年の瀬にはなんかベストを決めないといけないしきたりがあるそうです(ウソ)
とはいえ今年そんなに映画観てないしなととかドラマのまとめも春先までてずっと書いてないしなとか、
まあいろいろあるわけですがとりあえず頭に浮かんだものを書いておく事にします。

まず映画に関してはやっぱりあれですわね、「冷たい熱帯魚」
強烈でしたねえ、園監督、なんにせよ強烈です。
そして「MAD探偵(神探)」が日本で、劇場で観られた事。
日本語字幕がつくまで待った甲斐があったというもので噂に違わぬこれまた強烈な1本でした。

あと原田さんの遺作「大鹿村騒動記」も良かった。というか連作として喜劇シリーズしてほしかったですねえ。
「アジョシ」も外せませんな。
まあそんなに観てないけど面白い作品が多かった気がします。
そうそうライダー映画もね、面白かったけどこれプログラムピクチャーとしてやっていくみたいだけど、
どうなんでしょうね、あまりすり潰さない程度にして末永く楽しめればいいかなとは思っておりますが。
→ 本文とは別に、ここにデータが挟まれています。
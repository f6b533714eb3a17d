//! Receiver report generation for an inbound stream (RFC 3550 §6.4.2).
//!
//! Tracks reception statistics and interarrival jitter for one SSRC and
//! builds a report block every [`RR_INTERVAL`]. Jitter is computed both
//! per packet (reported in the RR) and per frame, the latter delimited by
//! the marker bit and surfaced as [`FrameStats`] for bitrate estimation.

use sfu_common::rtcp::{ReceiverReport, ReportBlock, SenderReport};
use sfu_common::RtpPacket;
use std::time::{Duration, Instant};
use tracing::{debug, warn};

/// Cadence of receiver reports.
pub const RR_INTERVAL: Duration = Duration::from_millis(300);

/// Arrival jumps larger than this (clock units) are logged as suspicious.
const MAX_ARRIVAL_JUMP: i64 = 1_000_000;

/// Interarrival statistics computed between two complete frames.
#[derive(Debug, Clone, Copy, PartialEq, Eq)]
pub struct FrameStats {
    pub ssrc: u32,

    /// `D(i, j)` in clock units
    pub interarrival_difference: i64,

    /// Smoothed jitter in clock units
    pub interarrival_jitter: u32,
}

#[derive(Debug, Clone, Copy)]
struct Arrival {
    ext_seq: u64,
    rtp_ts: i64,

    /// Arrival time in clock units
    arrival: i64,
}

impl Arrival {
    /// `(Rj - Sj) - (Ri - Si)` against `prev`.
    fn difference(&self, prev: &Arrival) -> i64 {
        (self.arrival - self.rtp_ts) - (prev.arrival - prev.rtp_ts)
    }
}

/// RFC 3550 smoothing: `J += (|D| - J) / 16`.
fn smooth(jitter: f64, difference: i64) -> f64 {
    jitter + ((difference as f64).abs() - jitter) / 16.0
}

/// Reception statistics for one media SSRC.
#[derive(Debug)]
pub struct ReceiverReporter {
    // ---
    media_ssrc: u32,
    reporter_ssrc: u32,
    clock_rate: u32,

    /// Reference for arrival times in clock units
    epoch: Instant,

    seq_cycles: u64,
    first_seq: Option<u64>,
    highest_seq: u64,
    last: Option<Arrival>,
    last_frame: Option<Arrival>,

    received: u64,
    expected_prior: u64,
    received_prior: u64,
    first_interval: bool,

    jitter: f64,
    frame_jitter: f64,

    /// Middle 32 bits of the last SR NTP time and when it arrived
    last_sr: Option<(u32, Instant)>,
}

impl ReceiverReporter {
    // ---
    /// Creates a reporter for `media_ssrc`.
    ///
    /// # Arguments
    ///
    /// * `media_ssrc` - source the report blocks describe
    /// * `reporter_ssrc` - SSRC written in the RR header
    /// * `clock_rate` - RTP clock rate of the stream (Hz)
    /// * `epoch` - reference instant for arrival times
    pub fn new(media_ssrc: u32, reporter_ssrc: u32, clock_rate: u32, epoch: Instant) -> Self {
        // ---
        Self {
            media_ssrc,
            reporter_ssrc,
            clock_rate: clock_rate.max(1),
            epoch,
            seq_cycles: 0,
            first_seq: None,
            highest_seq: 0,
            last: None,
            last_frame: None,
            received: 0,
            expected_prior: 0,
            received_prior: 0,
            first_interval: true,
            jitter: 0.0,
            frame_jitter: 0.0,
            last_sr: None,
        }
    }

    pub fn media_ssrc(&self) -> u32 {
        self.media_ssrc
    }

    /// Per-packet interarrival jitter in clock units.
    pub fn jitter(&self) -> u32 {
        self.jitter as u32
    }

    /// Jitter in seconds, for the metrics histogram.
    pub fn jitter_seconds(&self) -> f64 {
        self.jitter / self.clock_rate as f64
    }

    pub fn received(&self) -> u64 {
        self.received
    }

    /// `highest - first + 1`, 0 before the first packet.
    pub fn expected(&self) -> u64 {
        // ---
        self.first_seq
            .map_or(0, |first| self.highest_seq.saturating_sub(first) + 1)
    }

    /// Cumulative lost count, never negative (duplicates can make
    /// `received > expected`).
    pub fn lost(&self) -> u64 {
        self.expected().saturating_sub(self.received)
    }

    /// Accounts for an arriving packet. Returns frame statistics when the
    /// packet closes a frame and a previous frame is known.
    pub fn on_rtp(&mut self, p: &RtpPacket) -> Option<FrameStats> {
        // ---
        let seq = p.sequence() as u64;
        let current = Arrival {
            ext_seq: self.extend(seq),
            rtp_ts: p.timestamp() as i64,
            arrival: self.clock_units(p.created_at()),
        };

        let mut frame_stats = None;
        match self.last {
            None => {
                self.first_seq = Some(current.ext_seq);
                self.highest_seq = current.ext_seq;
            }
            Some(last) => {
                if (current.arrival - last.arrival).abs() > MAX_ARRIVAL_JUMP {
                    warn!(
                        "Suspicious arrival time {} (previous {})",
                        current.arrival, last.arrival
                    );
                }

                let difference = current.difference(&last);
                self.jitter = smooth(self.jitter, difference);
                debug!(
                    "D({}, {}) = {} J = {:.2}",
                    last.ext_seq, current.ext_seq, difference, self.jitter
                );

                if p.marker() {
                    frame_stats = self.on_frame(&current);
                }
            }
        }

        self.received += 1;
        self.highest_seq = self.highest_seq.max(current.ext_seq);
        self.last = Some(current);
        frame_stats
    }

    /// Records the LSR of an inbound SR for this source.
    pub fn on_sender_report(&mut self, sr: &SenderReport, now: Instant) {
        // ---
        if sr.ssrc != self.media_ssrc {
            debug!(
                "SR for {:#010x} ignored by reporter of {:#010x}",
                sr.ssrc, self.media_ssrc
            );
            return;
        }
        self.last_sr = Some((sr.sender_info.lsr(), now));
    }

    /// Builds the periodic report. Nothing is produced before the first
    /// packet, and the first tick after it only snapshots the counters.
    pub fn on_tick(&mut self, now: Instant) -> Option<ReceiverReport> {
        // ---
        if self.received == 0 {
            return None;
        }

        let expected = self.expected();
        let expected_interval = expected.saturating_sub(self.expected_prior);
        let received_interval = self.received.saturating_sub(self.received_prior);
        self.expected_prior = expected;
        self.received_prior = self.received;

        if self.first_interval {
            self.first_interval = false;
            return None;
        }

        let lost_interval = expected_interval.saturating_sub(received_interval);
        let fraction_lost = if expected_interval == 0 || lost_interval == 0 {
            0
        } else {
            ((lost_interval << 8) / expected_interval).min(255) as u8
        };

        let (lsr, dlsr) = match self.last_sr {
            Some((lsr, at)) => {
                let delay = now.saturating_duration_since(at).as_secs_f64();
                (lsr, (delay * 65536.0) as u32)
            }
            None => (0, 0),
        };

        Some(ReceiverReport {
            ssrc: self.reporter_ssrc,
            reports: vec![ReportBlock {
                ssrc: self.media_ssrc,
                fraction_lost,
                total_lost: self.lost().min(0x00FF_FFFF) as u32,
                highest_seq: self.highest_seq as u32,
                jitter: self.jitter(),
                lsr,
                dlsr,
            }],
        })
    }

    fn on_frame(&mut self, current: &Arrival) -> Option<FrameStats> {
        // ---
        let stats = self.last_frame.map(|frame| {
            let difference = current.difference(&frame);
            self.frame_jitter = smooth(self.frame_jitter, difference);
            FrameStats {
                ssrc: self.media_ssrc,
                interarrival_difference: difference,
                interarrival_jitter: self.frame_jitter as u32,
            }
        });
        self.last_frame = Some(*current);
        stats
    }

    /// Extends the wire sequence, counting a wrap when it jumps back by
    /// more than 0x0FFF.
    fn extend(&mut self, seq: u64) -> u64 {
        // ---
        if let Some(last) = &self.last {
            let last_seq = last.ext_seq % 65_536;
            if last_seq > seq && last_seq - seq > 0x0FFF {
                self.seq_cycles += 1;
            }
        }
        seq + self.seq_cycles * 65_536
    }

    fn clock_units(&self, at: Instant) -> i64 {
        // ---
        let nanos = match at.checked_duration_since(self.epoch) {
            Some(d) => d.as_nanos() as i128,
            None => -(self.epoch.duration_since(at).as_nanos() as i128),
        };
        (nanos * self.clock_rate as i128 / 1_000_000_000) as i64
    }
}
ドラマに関してはもう、『鈴木先生』ですかね。視聴率は振るわなかったけど出来は群を抜いてたと。
これいろいろいわれているけど原作付きでここまで出来るというのはスゴイなと。
ちなみに視聴率トップのミタさんは観てないんですよ、ほとんどw
まあ松嶋さんが苦手なんでね。でも2話はみたけど、ああケレン味で味付けしているけど王道だなと。
でもここまで数字が出るとはおもってませんでしたけどね(苦笑)
でもオリジナル脚本でもちゃんと勝負をかければ数字がとれるというのはいいニュースだと思います。
だけどあの去年の狂乱の刑事(デカ)ドラマから今年はバラエティにとんできたよねという気はする。
それと個人的に「深夜食堂2」は良かったですねえ、初回は泣いてしまいました(マジで)
原作モノでもリスペクトがあればちゃんと面白いものが出来ると思うのでここらへんの棲み分けというか、
ようするに作り手さん如何にかかってるのかなという感じです。

今年は春の震災など世相は大きく揺れ動いたけれど来年は平穏な年になってほしいものです。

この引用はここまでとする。